## Task requirements
Could you copy, exactly as written, every line from the first line of the records through the one containing "instead of matching"?

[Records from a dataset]
· · · ·

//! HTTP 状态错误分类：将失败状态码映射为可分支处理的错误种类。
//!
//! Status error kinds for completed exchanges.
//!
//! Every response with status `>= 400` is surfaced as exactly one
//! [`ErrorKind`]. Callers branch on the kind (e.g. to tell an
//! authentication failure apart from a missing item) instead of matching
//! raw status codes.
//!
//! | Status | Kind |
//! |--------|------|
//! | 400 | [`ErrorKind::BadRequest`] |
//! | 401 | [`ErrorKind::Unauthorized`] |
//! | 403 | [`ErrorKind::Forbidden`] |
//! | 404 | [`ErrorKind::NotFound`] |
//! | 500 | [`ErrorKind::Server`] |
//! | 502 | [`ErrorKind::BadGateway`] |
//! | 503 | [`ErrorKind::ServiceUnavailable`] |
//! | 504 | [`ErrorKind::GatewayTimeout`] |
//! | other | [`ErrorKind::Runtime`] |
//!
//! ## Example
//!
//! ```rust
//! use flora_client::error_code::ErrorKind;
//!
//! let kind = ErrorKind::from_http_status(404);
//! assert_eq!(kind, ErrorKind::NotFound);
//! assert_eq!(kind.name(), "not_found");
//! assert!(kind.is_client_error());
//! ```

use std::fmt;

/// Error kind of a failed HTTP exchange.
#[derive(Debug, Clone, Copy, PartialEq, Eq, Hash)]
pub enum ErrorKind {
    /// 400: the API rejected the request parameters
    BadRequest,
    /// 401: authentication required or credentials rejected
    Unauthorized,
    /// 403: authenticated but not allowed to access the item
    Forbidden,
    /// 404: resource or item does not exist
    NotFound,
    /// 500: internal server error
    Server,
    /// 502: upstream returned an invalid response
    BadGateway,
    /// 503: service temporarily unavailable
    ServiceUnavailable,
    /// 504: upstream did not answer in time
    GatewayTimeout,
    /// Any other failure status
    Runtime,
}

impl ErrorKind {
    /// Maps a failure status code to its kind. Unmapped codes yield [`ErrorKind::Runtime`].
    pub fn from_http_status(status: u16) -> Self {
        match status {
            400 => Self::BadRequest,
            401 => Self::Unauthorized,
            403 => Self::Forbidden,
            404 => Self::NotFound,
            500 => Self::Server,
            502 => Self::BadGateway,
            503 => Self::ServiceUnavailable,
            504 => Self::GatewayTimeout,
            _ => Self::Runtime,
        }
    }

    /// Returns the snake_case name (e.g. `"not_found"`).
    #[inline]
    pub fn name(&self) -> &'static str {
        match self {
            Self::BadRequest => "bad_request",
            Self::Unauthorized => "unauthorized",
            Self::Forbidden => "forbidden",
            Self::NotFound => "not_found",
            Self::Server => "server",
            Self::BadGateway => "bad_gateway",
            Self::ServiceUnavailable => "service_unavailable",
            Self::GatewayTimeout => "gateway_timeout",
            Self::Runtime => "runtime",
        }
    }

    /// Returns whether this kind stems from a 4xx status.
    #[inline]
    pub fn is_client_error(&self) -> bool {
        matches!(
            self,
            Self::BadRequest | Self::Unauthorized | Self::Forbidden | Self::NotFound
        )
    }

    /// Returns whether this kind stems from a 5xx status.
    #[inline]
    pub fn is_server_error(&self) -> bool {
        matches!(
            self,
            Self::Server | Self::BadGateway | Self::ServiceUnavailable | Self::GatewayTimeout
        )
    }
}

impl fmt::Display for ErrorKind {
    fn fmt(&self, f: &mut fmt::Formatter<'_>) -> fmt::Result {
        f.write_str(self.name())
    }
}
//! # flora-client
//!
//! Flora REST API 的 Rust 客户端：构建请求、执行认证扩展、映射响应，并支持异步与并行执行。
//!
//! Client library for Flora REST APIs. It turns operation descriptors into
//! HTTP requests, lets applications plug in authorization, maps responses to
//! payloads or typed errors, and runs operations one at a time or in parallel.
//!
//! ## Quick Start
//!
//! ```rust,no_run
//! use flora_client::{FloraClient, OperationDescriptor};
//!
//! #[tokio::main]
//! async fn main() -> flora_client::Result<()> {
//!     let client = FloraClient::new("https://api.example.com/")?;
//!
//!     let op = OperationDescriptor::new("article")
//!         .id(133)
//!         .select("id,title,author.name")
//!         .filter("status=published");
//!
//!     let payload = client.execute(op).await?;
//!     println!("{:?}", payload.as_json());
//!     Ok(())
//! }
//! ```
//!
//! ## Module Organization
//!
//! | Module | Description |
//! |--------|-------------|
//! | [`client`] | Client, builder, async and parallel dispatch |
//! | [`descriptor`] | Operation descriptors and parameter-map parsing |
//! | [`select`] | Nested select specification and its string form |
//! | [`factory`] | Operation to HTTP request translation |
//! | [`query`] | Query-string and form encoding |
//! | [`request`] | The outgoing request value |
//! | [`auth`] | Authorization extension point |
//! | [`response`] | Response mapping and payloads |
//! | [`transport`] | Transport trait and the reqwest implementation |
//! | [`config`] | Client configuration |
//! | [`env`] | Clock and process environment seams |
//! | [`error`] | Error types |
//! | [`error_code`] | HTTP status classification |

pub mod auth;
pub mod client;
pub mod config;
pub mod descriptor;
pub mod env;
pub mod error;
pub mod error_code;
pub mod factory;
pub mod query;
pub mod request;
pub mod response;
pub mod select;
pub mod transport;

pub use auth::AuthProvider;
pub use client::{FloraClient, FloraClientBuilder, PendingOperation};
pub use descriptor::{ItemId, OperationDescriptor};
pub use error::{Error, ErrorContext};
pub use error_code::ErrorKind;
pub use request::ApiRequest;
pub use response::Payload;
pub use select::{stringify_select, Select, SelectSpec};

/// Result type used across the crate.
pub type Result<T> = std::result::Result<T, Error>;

· · · ·

## Answer for the task
//! HTTP 状态错误分类：将失败状态码映射为可分支处理的错误种类。
//!
//! Status error kinds for completed exchanges.
//!
//! Every response with status `>= 400` is surfaced as exactly one
//! [`ErrorKind`]. Callers branch on the kind (e.g. to tell an
//! authentication failure apart from a missing item) instead of matching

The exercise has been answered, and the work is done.